Saved data entries
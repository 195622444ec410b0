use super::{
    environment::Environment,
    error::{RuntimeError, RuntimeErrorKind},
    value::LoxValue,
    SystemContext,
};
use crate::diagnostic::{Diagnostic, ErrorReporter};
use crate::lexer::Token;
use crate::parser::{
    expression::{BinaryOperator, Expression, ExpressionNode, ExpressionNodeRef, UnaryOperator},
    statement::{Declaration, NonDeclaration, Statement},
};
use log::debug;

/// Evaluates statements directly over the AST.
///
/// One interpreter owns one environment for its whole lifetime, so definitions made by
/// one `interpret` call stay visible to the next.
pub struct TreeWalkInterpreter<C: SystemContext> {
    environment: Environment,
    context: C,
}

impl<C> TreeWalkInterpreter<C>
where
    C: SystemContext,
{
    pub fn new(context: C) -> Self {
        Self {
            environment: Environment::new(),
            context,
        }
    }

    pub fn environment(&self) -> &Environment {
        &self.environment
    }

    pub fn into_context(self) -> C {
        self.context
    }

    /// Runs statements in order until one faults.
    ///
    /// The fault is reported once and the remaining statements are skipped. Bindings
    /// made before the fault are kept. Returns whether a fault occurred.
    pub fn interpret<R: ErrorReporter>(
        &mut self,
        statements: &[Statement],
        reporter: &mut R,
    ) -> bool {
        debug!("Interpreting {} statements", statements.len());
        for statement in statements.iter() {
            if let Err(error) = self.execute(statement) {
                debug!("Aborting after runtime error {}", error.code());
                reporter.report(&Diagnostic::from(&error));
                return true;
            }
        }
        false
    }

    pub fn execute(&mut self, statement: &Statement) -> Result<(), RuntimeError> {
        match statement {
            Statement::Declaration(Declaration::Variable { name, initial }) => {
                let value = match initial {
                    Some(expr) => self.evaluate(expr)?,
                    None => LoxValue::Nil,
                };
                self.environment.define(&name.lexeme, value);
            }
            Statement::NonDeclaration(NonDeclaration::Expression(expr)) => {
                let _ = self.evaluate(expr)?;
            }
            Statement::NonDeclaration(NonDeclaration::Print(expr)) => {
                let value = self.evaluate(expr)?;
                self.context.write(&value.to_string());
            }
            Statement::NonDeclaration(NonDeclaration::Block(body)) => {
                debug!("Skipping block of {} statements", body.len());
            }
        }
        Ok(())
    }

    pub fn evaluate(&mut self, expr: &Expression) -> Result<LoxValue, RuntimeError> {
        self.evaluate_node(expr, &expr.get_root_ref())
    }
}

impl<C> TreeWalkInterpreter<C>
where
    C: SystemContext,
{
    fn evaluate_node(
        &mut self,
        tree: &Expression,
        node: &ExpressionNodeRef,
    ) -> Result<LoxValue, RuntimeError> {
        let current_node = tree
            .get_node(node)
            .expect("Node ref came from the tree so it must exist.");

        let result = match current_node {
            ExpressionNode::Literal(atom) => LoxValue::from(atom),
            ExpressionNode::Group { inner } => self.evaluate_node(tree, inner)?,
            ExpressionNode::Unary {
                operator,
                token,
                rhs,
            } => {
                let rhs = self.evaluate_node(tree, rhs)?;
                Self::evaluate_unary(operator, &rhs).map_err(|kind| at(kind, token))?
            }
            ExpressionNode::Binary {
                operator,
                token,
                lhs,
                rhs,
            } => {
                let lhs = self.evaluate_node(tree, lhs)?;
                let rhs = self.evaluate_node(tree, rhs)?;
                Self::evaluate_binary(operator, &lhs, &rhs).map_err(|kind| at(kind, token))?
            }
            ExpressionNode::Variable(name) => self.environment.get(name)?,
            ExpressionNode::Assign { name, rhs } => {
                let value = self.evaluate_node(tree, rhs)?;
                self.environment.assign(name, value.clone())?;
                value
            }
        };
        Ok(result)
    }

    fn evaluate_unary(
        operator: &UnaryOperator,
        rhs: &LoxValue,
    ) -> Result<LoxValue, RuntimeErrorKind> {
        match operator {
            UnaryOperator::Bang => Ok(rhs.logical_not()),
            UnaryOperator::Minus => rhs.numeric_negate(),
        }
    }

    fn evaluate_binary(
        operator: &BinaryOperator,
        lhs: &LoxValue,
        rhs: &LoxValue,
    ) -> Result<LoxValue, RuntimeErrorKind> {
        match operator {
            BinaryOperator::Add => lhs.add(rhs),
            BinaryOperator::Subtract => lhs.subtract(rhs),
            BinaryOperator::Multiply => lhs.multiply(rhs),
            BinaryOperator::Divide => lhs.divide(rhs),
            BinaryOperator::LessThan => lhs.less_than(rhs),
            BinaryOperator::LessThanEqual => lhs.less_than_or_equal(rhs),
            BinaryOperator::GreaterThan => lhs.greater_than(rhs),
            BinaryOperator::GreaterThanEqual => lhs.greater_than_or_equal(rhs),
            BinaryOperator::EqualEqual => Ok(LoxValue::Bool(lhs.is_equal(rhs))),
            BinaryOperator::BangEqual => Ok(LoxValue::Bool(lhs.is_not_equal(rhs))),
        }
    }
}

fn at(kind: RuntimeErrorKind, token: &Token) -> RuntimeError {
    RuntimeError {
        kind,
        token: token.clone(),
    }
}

Your objective
Show the lines from the data above that contain the string "match".

Output below
        match statement {
                let value = match initial {
        let result = match current_node {
        match operator {
        match operator {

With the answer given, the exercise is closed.